But when discussing applying technology to brand experiences, it is not the best question to be asking.

The right question is "Does the new technology help tell a better story about my brand or will the story be about the technology itself?"

The Purpose of Technology

Marketers will be envelope-pushers. Everyone wants to look fresh, exciting, different, and edgy. A new medium to deliver your message says you're a front-runner, constantly thinking how experiences can make an emotional connection to your brand.


A tech-first approach works when the cool factor of the technology furthers the brand conversation, not the technology conversation. A great example of this is when Pepsi Max took over a bus shelter in the UK with brand new technology (see-through LCD displays) that delightfully frightened commuters. A clear LCD screen was placed at one end of the shelter, allowing commuters to "see" what was happening on the street. But what they saw wasn't what they expected: a tiger raced towards the shelter, a slimy creature slithered out of a hole in the sidewalk, a swarm of UFOs hovered over the street beaming lights at the bus shelter. Commuters could join the fun, stand outside the bus shelter, and "run away" from the threats while their pals photographed the shenanigans from inside.

The above example is case in point of a brand using technology to tell a brand story, turning the mundane routine of waiting for the bus into an fun, imminently shareable and memorable adventure. The message was clear and the consumers' focus was on the experience rather than the technology.

Too many times brands get excited about technology and how to look "cool" and focus on how to implement the technology rather how the technology can tell their brand story.

Success with new technology comes down to strategy and how well the technology delivers against that.

Before making the investment in the untried, untested new technology, or technology at all, make sure you ask the hard questions.

Am I able to use the technology in a way to express my brand attributes?

Don't just jump in the pool because others do. Take your time to assess the capabilities of the technology you are considering. Meet with in-house creatives to develop or seek ways that the technology in question can be used to achieve objectives. If this becomes a cumbersome exercise and you feel you are reaching too deep to make a connection, then the technology application is not right for you.
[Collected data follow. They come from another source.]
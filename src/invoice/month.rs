use crate::invoice::InvoiceError;
use crate::spreadsheet::CellGrid;
use chrono::NaiveDate;
use chrono::NaiveDateTime;
use regex::Regex;
use std::sync::OnceLock;

/// Accepted date-time renderings of the month label cell
const DATETIME_FORMATS: [&str; 2] = ["%Y-%m-%d %H:%M:%S%.f", "%Y-%m-%dT%H:%M:%S%.f"];

fn period_pattern() -> &'static Regex {
    static PATTERN: OnceLock<Regex> = OnceLock::new();
    PATTERN.get_or_init(|| Regex::new(r"^\d{4}-\d{2}$").expect("Hardcode regex pattern"))
}

/// Display text of cell (0, 0), `None` when blank.
pub fn invoicing_month<G: CellGrid + ?Sized>(sheet: &G) -> Option<String> {
    let text = sheet.cell_text(0, 0);
    if text.trim().is_empty() {
        None
    } else {
        Some(text)
    }
}

/// Checks a declared period has the `YYYY-MM` shape.
pub fn validate_period(period: &str) -> Result<(), InvoiceError> {
    if period_pattern().is_match(period) {
        Ok(())
    } else {
        Err(InvoiceError::InvalidPeriod(period.to_owned()))
    }
}

/// Trims a declared period and checks it is present and well formed.
pub fn require_period(period: Option<&str>) -> Result<&str, InvoiceError> {
    let period = period
        .map(str::trim)
        .filter(|period| !period.is_empty())
        .ok_or(InvoiceError::MissingPeriod)?;
    validate_period(period)?;
    Ok(period)
}

/// Interprets a month label as a date and renders it as `YYYY-MM`.
///
/// Accepts `YYYY-MM`, `YYYY-MM-DD` and `YYYY-MM-DD HH:MM:SS` (space or `T`
/// separated, optional fraction), which covers both text labels and the
/// rendering of date-formatted cells.
pub fn normalize_month(label: &str) -> Option<String> {
    let label = label.trim();
    let date = NaiveDate::parse_from_str(label, "%Y-%m-%d")
        .ok()
        .or_else(|| {
            DATETIME_FORMATS
                .iter()
                .find_map(|format| NaiveDateTime::parse_from_str(label, format).ok())
                .map(|datetime| datetime.date())
        })
        .or_else(|| NaiveDate::parse_from_str(&format!("{label}-01"), "%Y-%m-%d").ok())?;
    Some(date.format("%Y-%m").to_string())
}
Will this be difficult for people to use? Is there a labor-intensive cost of entry for consumers?

We live in a world where time is of the essence. Make sure the technology experience is easy to understand and makes an instant connection to consumers. Many times, technology-driven experiences ask consumers to download an app, scan a code, enter in personal information, or send a message to unlock the experience. Consumers today are super-busy, and if you ask too much of them, you will lose their attention.

Have you and your technology partner done all your homework?

Have you properly tested the technology to work in all circumstances, weather, indoor/outdoor, excessive use, etc.? Many times we deploy too early without the proper testing. Ensure you understand where the technology will be deployed, and do extensive testing under any and all conditions that may occur. If the technology has glitches or doesn't work well, your customers may leave frustrated... and with a negative feeling about your brand.

Perhaps the biggest question that needs to be considered is a more prosaic one...

Do you have the resources to use the technology the right way?

Technology does not always mean expensive. However, you need to make sure you have the resources to use the technology the right way. That does not only include financial resources but creative, installation, management, and operations. Do not cut corners; it will only cost you at the end.

* * * 

The most important consideration before using new technology is storytelling. When technology, not story, leads the way, the brand can get lost in the "wow" factor. Marketers, proceed with caution. Technology is constantly evolving. There are amazing ways to use technology to tell your brand story, wow consumers, and engage them with your brand.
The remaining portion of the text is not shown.